As far as books go, there are three of my favorite books from last year which continue to inspire my art many months after I had the pleasure of reading them. They are The Curse of the Marquis de Sade: A Notorious Scoundrel, A Mythical Manuscript, and the Biggest Scandal in Literary History by Joel Warner, The Creative Act: A Way of Being by Rick Rubin, and 50 Movies Made: Lessons Learned on a Filmmaker’s Journey by Jared Cohn.
All of these volumes offer tremendous insight into the formation of art. This is especially true with Rubin and Cohn’s offerings, which have this subject as the focal point.

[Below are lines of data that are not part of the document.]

impl JobPlanner {
    pub fn new(config: Arc<PipelineConfig>) -> Self {
        Self { config }
    }

    pub fn config(&self) -> &PipelineConfig {
        &self.config
    }

    /// Variables every command can use.
    fn context(&self) -> VariableContextBuilder {
        let project = &self.config.project;
        VariableContextBuilder::new()
            .with_process_env()
            .with_project(project)
            .with_custom("artifact", &self.config.matrix.artifact)
            .with_custom("image", &project.image)
            .with_custom("registry", &project.registry)
            .with_custom("repository", &project.repository)
    }

    fn plan(&self, action: &'static str, spec: &CommandSpec, ctx: &VariableContext) -> Result<ContainerJob> {
        let mut unresolved = ctx.unresolved(&spec.image);
        unresolved.extend(ctx.unresolved(&spec.run));
        if let Some(output) = &spec.output {
            unresolved.extend(ctx.unresolved(output));
        }
        for value in spec.env.values() {
            unresolved.extend(ctx.unresolved(value));
        }
        if !unresolved.is_empty() {
            return Err(Error::InvalidInput(format!(
                "{} command uses unknown variables: {}",
                action,
                unresolved.join(", ")
            )));
        }

        // Only the script goes through a shell; everything else is passed verbatim
        let mut job = ContainerJob::new(
            action,
            ctx.interpolate(&spec.image),
            ctx.interpolate_shell(&spec.run),
        )
        .with_docker_socket(spec.docker_socket)
        .with_output(spec.output.as_deref().map(|o| ctx.interpolate(o)));
        job.env = ctx.interpolate_map(&spec.env);
        Ok(job)
    }

    pub fn lint(&self, source: &SourceTree) -> Result<ContainerJob> {
        let ctx = self.context().build();
        Ok(self.plan("lint", &self.config.commands.lint, &ctx)?.with_source(source))
    }

    pub fn unit_test(&self, source: &SourceTree) -> Result<ContainerJob> {
        let ctx = self.context().build();
        Ok(self.plan("test", &self.config.commands.test, &ctx)?.with_source(source))
    }

    pub fn binary(&self, source: &SourceTree) -> Result<ContainerJob> {
        let ctx = self.context().build();
        Ok(self.plan("binary", &self.config.commands.binary, &ctx)?.with_source(source))
    }

    pub fn container(&self, source: &SourceTree, arch: Arch) -> Result<ContainerJob> {
        let ctx = self
            .context()
            .with_variant(&BuildVariant::new("", Some(arch)))
            .build();
        Ok(self
            .plan("container", &self.config.commands.container, &ctx)?
            .with_source(source))
    }

    pub fn backend_serve(&self, source: &SourceTree) -> Result<ServiceJob> {
        let spec = &self.config.commands.backend_serve;
        let ctx = self.context().build();
        Ok(ServiceJob {
            job: self.plan("backend", spec, &ctx)?.with_source(source),
            port: spec.port.unwrap_or(self.config.serve.backend.internal),
        })
    }

    pub fn frontend_build(&self, source: &SourceTree, env: &str) -> Result<ContainerJob> {
        let ctx = self.context().with_frontend_env(env).build();
        Ok(self
            .plan("frontend", &self.config.commands.frontend_build, &ctx)?
            .with_source(source))
    }

    pub fn frontend_serve(&self, source: &SourceTree) -> Result<ServiceJob> {
        let spec = &self.config.commands.frontend_serve;
        let ctx = self.context().build();
        Ok(ServiceJob {
            job: self.plan("frontend", spec, &ctx)?.with_source(source),
            port: spec.port.unwrap_or(self.config.serve.frontend.internal),
        })
    }

    /// One proxy instance forwarding `route.external_port` to the service.
    pub fn proxy(&self, route: &ProxyRoute) -> Result<ContainerJob> {
        let ctx = self
            .context()
            .with_route(
                &route.name,
                &route.service.hostname,
                route.internal_port,
                route.external_port,
            )
            .build();
        self.plan("proxy", &self.config.commands.proxy, &ctx)
    }

    pub fn toolchain(&self, build: &BuildJob) -> Result<ContainerJob> {
        let ctx = self
            .context()
            .with_variant(&build.variant)
            .with_cache(&build.cache)
            .with_custom("artifact", &build.artifact)
            .build();
        Ok(self
            .plan("toolchain", &self.config.commands.toolchain, &ctx)?
            .with_source(&build.source)
            .with_cache(&build.cache))
    }

    pub fn registry(
        &self,
        auth: &RegistryAuth,
        image_ref: &str,
        variants: &[ContainerImage],
    ) -> Result<ContainerJob> {
        let refs: Vec<_> = variants.iter().map(|v| v.reference.as_str()).collect();
        let ctx = self
            .context()
            .with_custom("image", image_ref)
            .with_custom("registry", &auth.address)
            .with_list("variants", refs)
            .build();
        Ok(self
            .plan("registry", &self.config.commands.registry, &ctx)?
            .with_env(REGISTRY_USER_VAR, &auth.username)
            .with_secret(REGISTRY_PASSWORD_VAR, &auth.password))
    }

    pub fn app_host(&self, app: &str, image_ref: &str, token: &Credential) -> Result<ContainerJob> {
        let ctx = self
            .context()
            .with_custom("app", app)
            .with_custom("image", image_ref)
            .build();
        Ok(self
            .plan("app-host", &self.config.commands.app_host, &ctx)?
            .with_secret(APP_HOST_TOKEN_VAR, token))
    }

    pub fn static_host(&self, site_dir: &SourceTree, token: &Credential, site: &str) -> Result<ContainerJob> {
        let ctx = self.context().with_custom("site", site).build();
        Ok(self
            .plan("static-host", &self.config.commands.static_host, &ctx)?
            .with_source(site_dir)
            .with_secret(STATIC_HOST_TOKEN_VAR, token))
    }

    pub fn release(&self, request: &ReleaseRequest) -> Result<ContainerJob> {
        let assets: Vec<_> = request.assets.paths().collect();
        let ctx = self
            .context()
            .with_custom("repository", &request.repository)
            .with_custom("tag", &request.tag)
            .with_custom("title", &request.title)
            .with_list("assets", assets)
            .build();
        Ok(self
            .plan("release", &self.config.commands.release, &ctx)?
            .with_source(&request.assets)
            .with_secret(RELEASE_TOKEN_VAR, &request.token))
    }

    pub fn secret(&self, request: &SecretRequest, vault_token: &Credential) -> Result<ContainerJob> {
        let ctx = self.context().with_secret(request).build();
        Ok(self
            .plan("vault", &self.config.commands.vault, &ctx)?
            .with_secret(VAULT_TOKEN_VAR, vault_token))
    }
}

The Curse of the Marquis de Sade certainly has occasions where it does this as well. Regardless, what I admire about Warner’s book is the insight it gives into one of the most rebellious writers of all time, and a personal favorite author of mine, the Marquis de Sade. This is while providing a history of the handwritten manuscript of de Sade’s most controversial work, The 120 Days of Sodom (1785), that is so immensely fascinating to me as a writer, a lover of words, and as someone well aware of their infinite power and worth that the pages in Warner’s effort couldn’t turn fast enough.
Musically, the songs of 2Pac, even after listening to them for nearly three decades, continue to inspire my poetry as potently as ever with their straightforward honesty and social awareness.
Also, before we go, I would just like to thank you one more time for the opportunity to discuss my work! I appreciate it!
Thanks so much for being a part of coalitionworks Andrew, and again: congratulations on your latest release!